Prompt:
Take every line from the data that has the word "number" in it.

(Beginning of Provided entries)

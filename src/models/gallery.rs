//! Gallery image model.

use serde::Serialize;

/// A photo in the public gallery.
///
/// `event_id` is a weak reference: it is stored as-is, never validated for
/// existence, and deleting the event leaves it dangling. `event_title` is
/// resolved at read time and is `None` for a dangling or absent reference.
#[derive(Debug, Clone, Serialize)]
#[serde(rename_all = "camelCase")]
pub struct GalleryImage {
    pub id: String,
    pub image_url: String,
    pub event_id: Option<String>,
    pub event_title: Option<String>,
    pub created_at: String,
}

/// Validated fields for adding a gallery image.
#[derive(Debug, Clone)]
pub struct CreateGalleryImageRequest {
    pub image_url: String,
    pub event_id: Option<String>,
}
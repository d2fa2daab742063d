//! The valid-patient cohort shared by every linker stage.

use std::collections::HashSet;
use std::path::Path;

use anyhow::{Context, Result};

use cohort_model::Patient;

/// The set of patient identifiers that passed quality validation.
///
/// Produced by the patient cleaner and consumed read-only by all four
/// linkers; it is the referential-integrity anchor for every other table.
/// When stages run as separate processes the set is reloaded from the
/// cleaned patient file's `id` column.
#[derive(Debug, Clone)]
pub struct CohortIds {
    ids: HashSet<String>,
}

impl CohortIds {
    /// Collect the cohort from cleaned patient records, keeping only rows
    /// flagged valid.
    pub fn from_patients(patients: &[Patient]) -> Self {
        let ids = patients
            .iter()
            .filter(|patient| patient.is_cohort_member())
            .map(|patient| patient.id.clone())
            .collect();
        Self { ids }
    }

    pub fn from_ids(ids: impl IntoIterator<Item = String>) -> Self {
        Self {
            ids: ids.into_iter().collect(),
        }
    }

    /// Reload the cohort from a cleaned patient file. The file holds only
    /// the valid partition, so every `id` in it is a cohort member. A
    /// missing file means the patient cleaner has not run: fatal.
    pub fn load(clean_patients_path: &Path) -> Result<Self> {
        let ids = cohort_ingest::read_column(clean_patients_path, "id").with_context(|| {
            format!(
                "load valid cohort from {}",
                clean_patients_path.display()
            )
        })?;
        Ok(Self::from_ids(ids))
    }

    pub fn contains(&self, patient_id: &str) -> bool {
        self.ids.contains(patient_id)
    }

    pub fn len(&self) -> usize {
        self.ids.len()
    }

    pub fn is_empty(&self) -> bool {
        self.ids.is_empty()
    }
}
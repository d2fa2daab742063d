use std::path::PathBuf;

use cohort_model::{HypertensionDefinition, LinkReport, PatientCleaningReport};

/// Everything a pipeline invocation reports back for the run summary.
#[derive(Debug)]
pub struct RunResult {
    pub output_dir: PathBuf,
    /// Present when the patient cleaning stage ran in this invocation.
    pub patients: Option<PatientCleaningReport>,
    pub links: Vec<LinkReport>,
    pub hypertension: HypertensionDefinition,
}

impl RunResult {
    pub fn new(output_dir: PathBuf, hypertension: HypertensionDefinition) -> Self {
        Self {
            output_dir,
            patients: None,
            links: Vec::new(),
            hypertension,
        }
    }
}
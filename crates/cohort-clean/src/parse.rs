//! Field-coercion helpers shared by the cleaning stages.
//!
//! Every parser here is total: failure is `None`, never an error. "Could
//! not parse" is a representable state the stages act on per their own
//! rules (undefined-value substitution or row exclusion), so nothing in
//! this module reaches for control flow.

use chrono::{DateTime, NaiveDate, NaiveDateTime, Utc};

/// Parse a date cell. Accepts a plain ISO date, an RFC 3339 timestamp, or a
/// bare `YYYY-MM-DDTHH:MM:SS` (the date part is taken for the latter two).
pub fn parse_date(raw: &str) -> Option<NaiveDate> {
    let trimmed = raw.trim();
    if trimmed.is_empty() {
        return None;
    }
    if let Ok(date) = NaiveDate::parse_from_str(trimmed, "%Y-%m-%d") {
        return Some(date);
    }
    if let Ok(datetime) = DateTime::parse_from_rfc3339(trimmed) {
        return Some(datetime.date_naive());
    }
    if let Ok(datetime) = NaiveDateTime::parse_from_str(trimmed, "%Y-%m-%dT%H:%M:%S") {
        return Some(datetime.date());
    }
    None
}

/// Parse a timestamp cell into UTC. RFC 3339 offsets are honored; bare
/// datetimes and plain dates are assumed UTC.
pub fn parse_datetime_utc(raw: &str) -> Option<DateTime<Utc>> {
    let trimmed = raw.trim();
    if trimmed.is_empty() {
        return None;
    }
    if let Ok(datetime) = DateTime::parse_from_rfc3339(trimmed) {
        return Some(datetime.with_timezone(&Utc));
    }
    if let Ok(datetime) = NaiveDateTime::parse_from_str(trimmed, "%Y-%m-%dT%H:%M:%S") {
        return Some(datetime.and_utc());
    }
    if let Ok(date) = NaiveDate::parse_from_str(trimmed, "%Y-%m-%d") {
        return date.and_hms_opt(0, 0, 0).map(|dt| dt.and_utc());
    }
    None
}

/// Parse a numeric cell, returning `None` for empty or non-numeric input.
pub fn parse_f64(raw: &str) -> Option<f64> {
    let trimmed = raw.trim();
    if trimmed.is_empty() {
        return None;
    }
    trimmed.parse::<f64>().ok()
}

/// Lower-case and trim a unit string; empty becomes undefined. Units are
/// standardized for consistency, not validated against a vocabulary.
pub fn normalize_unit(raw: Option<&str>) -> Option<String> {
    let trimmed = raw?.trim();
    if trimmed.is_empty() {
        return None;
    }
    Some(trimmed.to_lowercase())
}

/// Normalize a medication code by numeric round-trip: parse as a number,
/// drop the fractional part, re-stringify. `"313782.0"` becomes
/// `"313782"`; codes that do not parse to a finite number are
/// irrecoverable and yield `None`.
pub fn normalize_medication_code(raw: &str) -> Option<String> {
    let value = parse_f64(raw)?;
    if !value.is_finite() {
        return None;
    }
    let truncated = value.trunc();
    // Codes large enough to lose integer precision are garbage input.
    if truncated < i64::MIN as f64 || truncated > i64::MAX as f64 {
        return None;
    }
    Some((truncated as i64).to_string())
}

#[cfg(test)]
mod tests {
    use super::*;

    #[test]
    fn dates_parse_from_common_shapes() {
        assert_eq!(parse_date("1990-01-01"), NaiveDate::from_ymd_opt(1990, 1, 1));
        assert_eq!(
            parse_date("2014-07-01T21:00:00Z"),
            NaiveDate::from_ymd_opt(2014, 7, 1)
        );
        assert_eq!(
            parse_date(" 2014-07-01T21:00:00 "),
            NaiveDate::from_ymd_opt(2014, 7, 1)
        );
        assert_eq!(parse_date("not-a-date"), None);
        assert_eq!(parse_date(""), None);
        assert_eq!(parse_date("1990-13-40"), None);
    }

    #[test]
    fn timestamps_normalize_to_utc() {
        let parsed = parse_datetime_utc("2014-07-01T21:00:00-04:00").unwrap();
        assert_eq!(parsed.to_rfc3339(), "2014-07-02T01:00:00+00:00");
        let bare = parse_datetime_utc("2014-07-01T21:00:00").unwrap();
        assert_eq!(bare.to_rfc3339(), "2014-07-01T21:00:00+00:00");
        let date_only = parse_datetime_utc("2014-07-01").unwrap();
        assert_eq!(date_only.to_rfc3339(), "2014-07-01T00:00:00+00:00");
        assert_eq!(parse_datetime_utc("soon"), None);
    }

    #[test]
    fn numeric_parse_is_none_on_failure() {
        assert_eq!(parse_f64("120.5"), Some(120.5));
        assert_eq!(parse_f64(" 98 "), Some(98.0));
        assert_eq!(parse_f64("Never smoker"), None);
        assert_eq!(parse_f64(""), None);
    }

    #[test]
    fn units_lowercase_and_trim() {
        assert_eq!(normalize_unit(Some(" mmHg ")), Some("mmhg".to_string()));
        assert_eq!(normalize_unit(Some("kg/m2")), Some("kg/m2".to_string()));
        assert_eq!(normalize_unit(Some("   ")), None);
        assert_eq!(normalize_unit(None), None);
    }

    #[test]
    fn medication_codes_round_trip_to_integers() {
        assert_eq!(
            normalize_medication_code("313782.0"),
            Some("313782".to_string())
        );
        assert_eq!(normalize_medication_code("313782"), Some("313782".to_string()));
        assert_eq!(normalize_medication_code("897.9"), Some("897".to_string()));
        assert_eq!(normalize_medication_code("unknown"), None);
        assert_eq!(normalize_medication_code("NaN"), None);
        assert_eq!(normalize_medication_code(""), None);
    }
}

(End of Provided entries)
(Beginning of Provided entries)

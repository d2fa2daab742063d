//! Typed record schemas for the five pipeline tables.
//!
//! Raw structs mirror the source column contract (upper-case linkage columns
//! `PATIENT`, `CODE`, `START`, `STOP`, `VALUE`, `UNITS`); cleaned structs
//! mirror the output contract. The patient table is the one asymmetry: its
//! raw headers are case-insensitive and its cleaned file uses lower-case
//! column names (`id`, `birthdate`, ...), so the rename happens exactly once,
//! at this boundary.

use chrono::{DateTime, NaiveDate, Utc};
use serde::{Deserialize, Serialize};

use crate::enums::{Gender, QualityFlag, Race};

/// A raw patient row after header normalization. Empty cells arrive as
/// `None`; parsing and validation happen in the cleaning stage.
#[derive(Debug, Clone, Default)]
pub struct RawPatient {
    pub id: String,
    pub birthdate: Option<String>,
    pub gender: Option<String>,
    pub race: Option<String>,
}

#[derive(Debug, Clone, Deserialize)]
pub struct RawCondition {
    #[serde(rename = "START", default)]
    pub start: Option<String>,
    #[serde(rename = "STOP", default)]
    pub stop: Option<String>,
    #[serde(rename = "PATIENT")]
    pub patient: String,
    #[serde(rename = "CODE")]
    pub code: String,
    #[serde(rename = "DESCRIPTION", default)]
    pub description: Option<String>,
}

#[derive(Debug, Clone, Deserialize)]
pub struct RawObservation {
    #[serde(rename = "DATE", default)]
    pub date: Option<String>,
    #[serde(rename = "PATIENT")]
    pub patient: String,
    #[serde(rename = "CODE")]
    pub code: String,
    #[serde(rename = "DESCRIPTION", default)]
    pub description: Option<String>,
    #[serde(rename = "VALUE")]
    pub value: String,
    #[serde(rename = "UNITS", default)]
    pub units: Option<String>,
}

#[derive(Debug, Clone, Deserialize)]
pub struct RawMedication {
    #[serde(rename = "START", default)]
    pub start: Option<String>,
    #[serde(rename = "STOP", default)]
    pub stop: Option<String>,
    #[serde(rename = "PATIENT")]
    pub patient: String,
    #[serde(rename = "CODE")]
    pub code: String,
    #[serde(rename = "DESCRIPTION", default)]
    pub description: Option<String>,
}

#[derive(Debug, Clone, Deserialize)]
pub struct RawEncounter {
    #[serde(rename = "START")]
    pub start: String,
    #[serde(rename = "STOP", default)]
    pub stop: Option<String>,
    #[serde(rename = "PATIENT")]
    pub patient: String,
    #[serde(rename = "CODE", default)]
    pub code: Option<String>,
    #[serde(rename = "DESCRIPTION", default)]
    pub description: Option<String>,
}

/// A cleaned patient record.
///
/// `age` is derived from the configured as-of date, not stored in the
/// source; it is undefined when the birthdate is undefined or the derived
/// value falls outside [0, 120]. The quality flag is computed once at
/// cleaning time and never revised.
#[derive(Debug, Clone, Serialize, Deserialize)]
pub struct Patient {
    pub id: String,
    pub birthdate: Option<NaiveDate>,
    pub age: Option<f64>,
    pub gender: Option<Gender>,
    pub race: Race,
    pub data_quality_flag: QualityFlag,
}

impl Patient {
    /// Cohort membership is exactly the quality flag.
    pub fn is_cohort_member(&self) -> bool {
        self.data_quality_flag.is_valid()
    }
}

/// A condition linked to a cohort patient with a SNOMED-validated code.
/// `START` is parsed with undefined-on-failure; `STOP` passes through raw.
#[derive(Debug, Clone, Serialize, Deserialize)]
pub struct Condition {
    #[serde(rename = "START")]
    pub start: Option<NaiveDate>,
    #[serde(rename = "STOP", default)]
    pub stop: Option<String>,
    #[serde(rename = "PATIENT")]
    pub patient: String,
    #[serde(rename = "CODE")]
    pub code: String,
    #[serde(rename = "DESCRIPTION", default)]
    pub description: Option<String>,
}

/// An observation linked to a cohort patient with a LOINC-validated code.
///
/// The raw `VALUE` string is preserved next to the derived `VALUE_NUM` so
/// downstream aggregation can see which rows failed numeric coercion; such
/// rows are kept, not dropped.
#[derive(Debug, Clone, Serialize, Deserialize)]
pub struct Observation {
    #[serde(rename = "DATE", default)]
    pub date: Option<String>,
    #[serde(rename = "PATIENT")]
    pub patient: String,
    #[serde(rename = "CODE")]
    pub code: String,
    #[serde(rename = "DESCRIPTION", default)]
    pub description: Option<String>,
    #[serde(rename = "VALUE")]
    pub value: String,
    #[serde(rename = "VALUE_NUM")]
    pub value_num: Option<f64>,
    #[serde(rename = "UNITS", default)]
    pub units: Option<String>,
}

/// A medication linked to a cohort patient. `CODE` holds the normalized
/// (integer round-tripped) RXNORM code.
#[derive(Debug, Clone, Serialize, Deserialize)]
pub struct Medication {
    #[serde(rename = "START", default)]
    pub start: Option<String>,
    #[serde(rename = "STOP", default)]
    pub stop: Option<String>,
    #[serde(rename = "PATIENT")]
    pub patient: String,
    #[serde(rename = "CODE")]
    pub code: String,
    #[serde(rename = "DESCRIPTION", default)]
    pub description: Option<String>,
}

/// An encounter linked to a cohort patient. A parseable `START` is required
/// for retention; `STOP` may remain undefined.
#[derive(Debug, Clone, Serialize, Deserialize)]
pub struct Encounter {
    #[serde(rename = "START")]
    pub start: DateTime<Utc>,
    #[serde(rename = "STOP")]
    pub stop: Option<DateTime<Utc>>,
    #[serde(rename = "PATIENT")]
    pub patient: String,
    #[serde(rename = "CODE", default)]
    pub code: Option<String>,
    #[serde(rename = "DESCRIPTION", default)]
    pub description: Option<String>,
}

(End of Provided entries)

Expected output:
/// Normalize a medication code by numeric round-trip: parse as a number,
/// `"313782"`; codes that do not parse to a finite number are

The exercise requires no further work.